Post-break, the audience reassembles with the reluctance of a kid on his first day at school. By now, the speaker nonchalance catches up with the audience’s. He is least bothered whether he goes beyond the 14th slide. As the clock ticks towards the closing time, he would rush through the slides at rate of 5 slides per second with a remark that he would leave a copy of the presentation for the audience to be viewed in leisure. The vote of thanks is proposed with the usual thank-you-for-taking-time-out-of-your-busy-schedule. It doesn’t matter even if the speaker is in a job where if he is not yawning, he is counting his forty winks. Both the audience and the speaker leave the hall happy as they have spent a day away from the office without taking a leave.  

11 comments:

Keerti Prasad said...

In my Mphil class the prof asks if we need a break, and we say "not necessary" as an afterthought of hesitation. And then our brains are screwed for 2 hrs straight! The worst part is that he explains just two words in the whole 2 hrs. On last Thursday, one of the words was "concept" !

Cosmic Voices said...

I think "concept" has the potential to last for the rest of your course.

Anonymous said...

yeh toh wo saari training courses ko reflect kar raha hai jo abhi tak maine attend ki hai..word by word !!! :-) another lucidly written write-up by cosmic voices..

Cosmic Voices said...

@ Anon

Thanks!!!

Pilani Pictures said...

The last line matters the most da! Win-win deal.

Sameera said...

i love ur blog da, as usual.... i think the next best (and happening) thing for you to do is publish a book on all these experiences for lesser mortals to learn.

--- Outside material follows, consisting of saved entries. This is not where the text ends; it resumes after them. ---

// Copyright 2025 The Rustux Authors
//
// Use of this source code is governed by a MIT-style
// license that can be found in the LICENSE file or at
// https://opensource.org/licenses/MIT

//! Resolve a target and run the probe sequence

use crate::config::PingConfig;
use log::{debug, warn};
use netlib::{elapsed_ms, EchoRequest, ProbeResult, Transport, TransportError};
use std::io::{self, Write};
use std::net::{Ipv4Addr, SocketAddr, ToSocketAddrs};
use std::thread;
use thiserror::Error;

pub const USAGE: &str = "Please input a valid domain or ip";
pub const TIMEOUT_NOTICE: &str = "Request time out or ICMP is not allowed.";

#[derive(Debug, Error)]
pub enum ResolveError {
    #[error("empty host")]
    Empty,

    #[error("hostname lookup failed: {host}: {source}")]
    Lookup {
        host: String,
        #[source]
        source: io::Error,
    },

    #[error("no IPv4 address for {0}")]
    NoIpv4(String),
}

#[derive(Debug, Error)]
pub enum DriverError {
    #[error(transparent)]
    Transport(#[from] TransportError),

    #[error("failed to write output: {0}")]
    Output(#[from] io::Error),
}

pub fn resolve(host: &str) -> Result<Ipv4Addr, ResolveError> {
    let host = host.trim();
    if host.is_empty() {
        return Err(ResolveError::Empty);
    }

    if let Ok(addr) = host.parse::<Ipv4Addr>() {
        return Ok(addr);
    }

    let addrs = (host, 0u16).to_socket_addrs().map_err(|source| ResolveError::Lookup {
        host: host.to_string(),
        source,
    })?;

    for addr in addrs {
        if let SocketAddr::V4(v4) = addr {
            return Ok(*v4.ip());
        }
    }

    Err(ResolveError::NoIpv4(host.to_string()))
}

pub fn format_reply(bytes: usize, destination: Ipv4Addr, sequence: u16, ms: f64) -> String {
    format!("{} bytes from {}: seq={} time={:.2}ms", bytes, destination, sequence, ms)
}

/// Resolves `host` once and sends `config.count` probes to it, one at a
/// time. A missing or unresolvable host prints the usage line and sends
/// nothing. A transport error ends the run immediately.
pub fn run<T, W>(
    host: Option<&str>,
    config: &PingConfig,
    transport: &mut T,
    out: &mut W,
) -> Result<(), DriverError>
where
    T: Transport,
    W: Write,
{
    let destination = match host.map(resolve) {
        Some(Ok(addr)) => addr,
        Some(Err(e)) => {
            warn!("{}", e);
            writeln!(out, "{}", USAGE)?;
            return Ok(());
        }
        None => {
            writeln!(out, "{}", USAGE)?;
            return Ok(());
        }
    };

    writeln!(out, "Target IP: {}", destination)?;

    for sequence in 0..config.count {
        let request = EchoRequest::new(config.identifier, sequence);
        debug!("probe seq={} to {}", sequence, destination);

        match transport.probe(&request, destination, config.timeout)? {
            ProbeResult::Reply { bytes, elapsed } => {
                let line = format_reply(bytes, destination, sequence, elapsed_ms(elapsed));
                writeln!(out, "{}", line)?;
            }
            ProbeResult::Timeout => writeln!(out, "{}", TIMEOUT_NOTICE)?,
        }
        out.flush()?;

        if sequence + 1 < config.count {
            thread::sleep(config.interval);
        }
    }

    Ok(())
}

#[cfg(test)]
mod tests {
    use super::*;
    use nix::errno::Errno;
    use std::collections::VecDeque;
    use std::time::Duration;

    /// Replays canned outcomes and records every request it is handed.
    #[derive(Default)]
    struct Scripted {
        outcomes: VecDeque<Result<ProbeResult, TransportError>>,
        sent: Vec<(EchoRequest, Ipv4Addr, Duration)>,
    }

    impl Scripted {
        fn replying() -> Self {
            let mut scripted = Self::default();
            for _ in 0..5 {
                scripted.outcomes.push_back(Ok(ProbeResult::Reply {
                    bytes: 8,
                    elapsed: Duration::from_nanos(12_345_678),
                }));
            }
            scripted
        }
    }

    impl Transport for Scripted {
        fn probe(
            &mut self,
            request: &EchoRequest,
            destination: Ipv4Addr,
            timeout: Duration,
        ) -> Result<ProbeResult, TransportError> {
            self.sent.push((*request, destination, timeout));
            self.outcomes.pop_front().unwrap_or(Ok(ProbeResult::Timeout))
        }
    }

    fn fast_config() -> PingConfig {
        PingConfig {
            interval: Duration::ZERO,
            timeout: Duration::from_millis(50),
            ..PingConfig::default()
        }
    }

    fn run_to_string(
        host: Option<&str>,
        transport: &mut Scripted,
    ) -> (Result<(), DriverError>, String) {
        let mut out = Vec::new();
        let result = run(host, &fast_config(), transport, &mut out);
        (result, String::from_utf8(out).unwrap())
    }

    #[test]
    fn sequence_numbers_run_zero_to_four() {
        let mut transport = Scripted::replying();
        let (result, _) = run_to_string(Some("127.0.0.1"), &mut transport);
        result.unwrap();

        let seqs: Vec<u16> = transport.sent.iter().map(|(r, _, _)| r.sequence).collect();
        assert_eq!(seqs, vec![0, 1, 2, 3, 4]);
        assert!(transport.sent.iter().all(|(r, _, _)| r.identifier == 0));
        assert!(transport
            .sent
            .iter()
            .all(|(_, _, t)| *t == Duration::from_millis(50)));
    }

    #[test]
    fn prints_target_and_reply_lines() {
        let mut transport = Scripted::replying();
        let (result, output) = run_to_string(Some("127.0.0.1"), &mut transport);
        result.unwrap();

        let lines: Vec<&str> = output.lines().collect();
        assert_eq!(lines.len(), 6);
        assert_eq!(lines[0], "Target IP: 127.0.0.1");
        assert_eq!(lines[1], "8 bytes from 127.0.0.1: seq=0 time=12.35ms");
        assert_eq!(lines[5], "8 bytes from 127.0.0.1: seq=4 time=12.35ms");
    }

    #[test]
    fn timeouts_do_not_stop_the_run() {
        let mut transport = Scripted::default();
        transport.outcomes.push_back(Ok(ProbeResult::Timeout));
        transport.outcomes.push_back(Ok(ProbeResult::Reply {
            bytes: 8,
            elapsed: Duration::from_millis(1),
        }));

        let (result, output) = run_to_string(Some("10.0.0.1"), &mut transport);
        result.unwrap();

        let lines: Vec<&str> = output.lines().collect();
        assert_eq!(transport.sent.len(), 5);
        assert_eq!(lines[1], TIMEOUT_NOTICE);
        assert_eq!(lines[2], "8 bytes from 10.0.0.1: seq=1 time=1.00ms");
        assert_eq!(lines[3], TIMEOUT_NOTICE);
    }

    #[test]
    fn transport_error_aborts_remaining_probes() {
        let mut transport = Scripted::default();
        transport.outcomes.push_back(Ok(ProbeResult::Timeout));
        transport
            .outcomes
            .push_back(Err(TransportError::PermissionDenied(Errno::EPERM)));

        let (result, output) = run_to_string(Some("127.0.0.1"), &mut transport);

        match result {
            Err(DriverError::Transport(e)) => assert!(e.is_permission_denied()),
            other => panic!("unexpected result: {:?}", other),
        }
        assert_eq!(transport.sent.len(), 2);
        assert_eq!(output.lines().count(), 2);
    }

    #[test]
    fn missing_host_prints_usage_without_probing() {
        let mut transport = Scripted::replying();
        let (result, output) = run_to_string(None, &mut transport);
        result.unwrap();

        assert_eq!(output, format!("{}\n", USAGE));
        assert!(transport.sent.is_empty());
    }

    #[test]
    fn unresolvable_host_prints_usage_without_probing() {
        for host in ["", "   ", "no such host.invalid"] {
            let mut transport = Scripted::replying();
            let (result, output) = run_to_string(Some(host), &mut transport);
            result.unwrap();

            assert_eq!(output, format!("{}\n", USAGE));
            assert!(transport.sent.is_empty());
        }
    }

    #[test]
    fn resolves_literal_addresses_without_lookup() {
        assert_eq!(resolve("192.0.2.7").unwrap(), Ipv4Addr::new(192, 0, 2, 7));
        assert_eq!(resolve(" 127.0.0.1 ").unwrap(), Ipv4Addr::LOCALHOST);
        assert!(matches!(resolve(""), Err(ResolveError::Empty)));
    }

    #[test]
    fn reply_line_format() {
        assert_eq!(
            format_reply(8, Ipv4Addr::new(1, 2, 3, 4), 3, 0.5),
            "8 bytes from 1.2.3.4: seq=3 time=0.50ms"
        );
    }
}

the story is very similar to trainings in our sw industry...i think theres hardly anything different..

loved this he beckons the audience to have the samosa and says, “Please have”. It is almost a murmur. By now most of them are done with their samosa and are singularly watching him eat his. More embarrassment. LOL!

Cosmic Voices said...

@ Sameera

Thanks!!! With you around, I am sure there would be atleast one buyer for the proposed book ;-)

Anonymous said...

thala , u again proved ur mettle in scoring shots with samosa , i liked it very much & i can emphathise ur feeling towards boring lectures
karnan

Unaccustomed Mirth said...

Who are you and why didn't I read this blog earlier?!

erm...pardon the drama but most civil servants or civil services related anything is not half as delightfully funny as you are. You stole the department's sense of humour and kept it all for yourself, didn't you? ;)

Cosmic Voices said...

Thanks.......your comment measured up to your id :)

Unaccustomed Mirth said...

:) I was pleasantly surprised that someone blogged about their life and times at NADT. Nostalgia struck in big waves.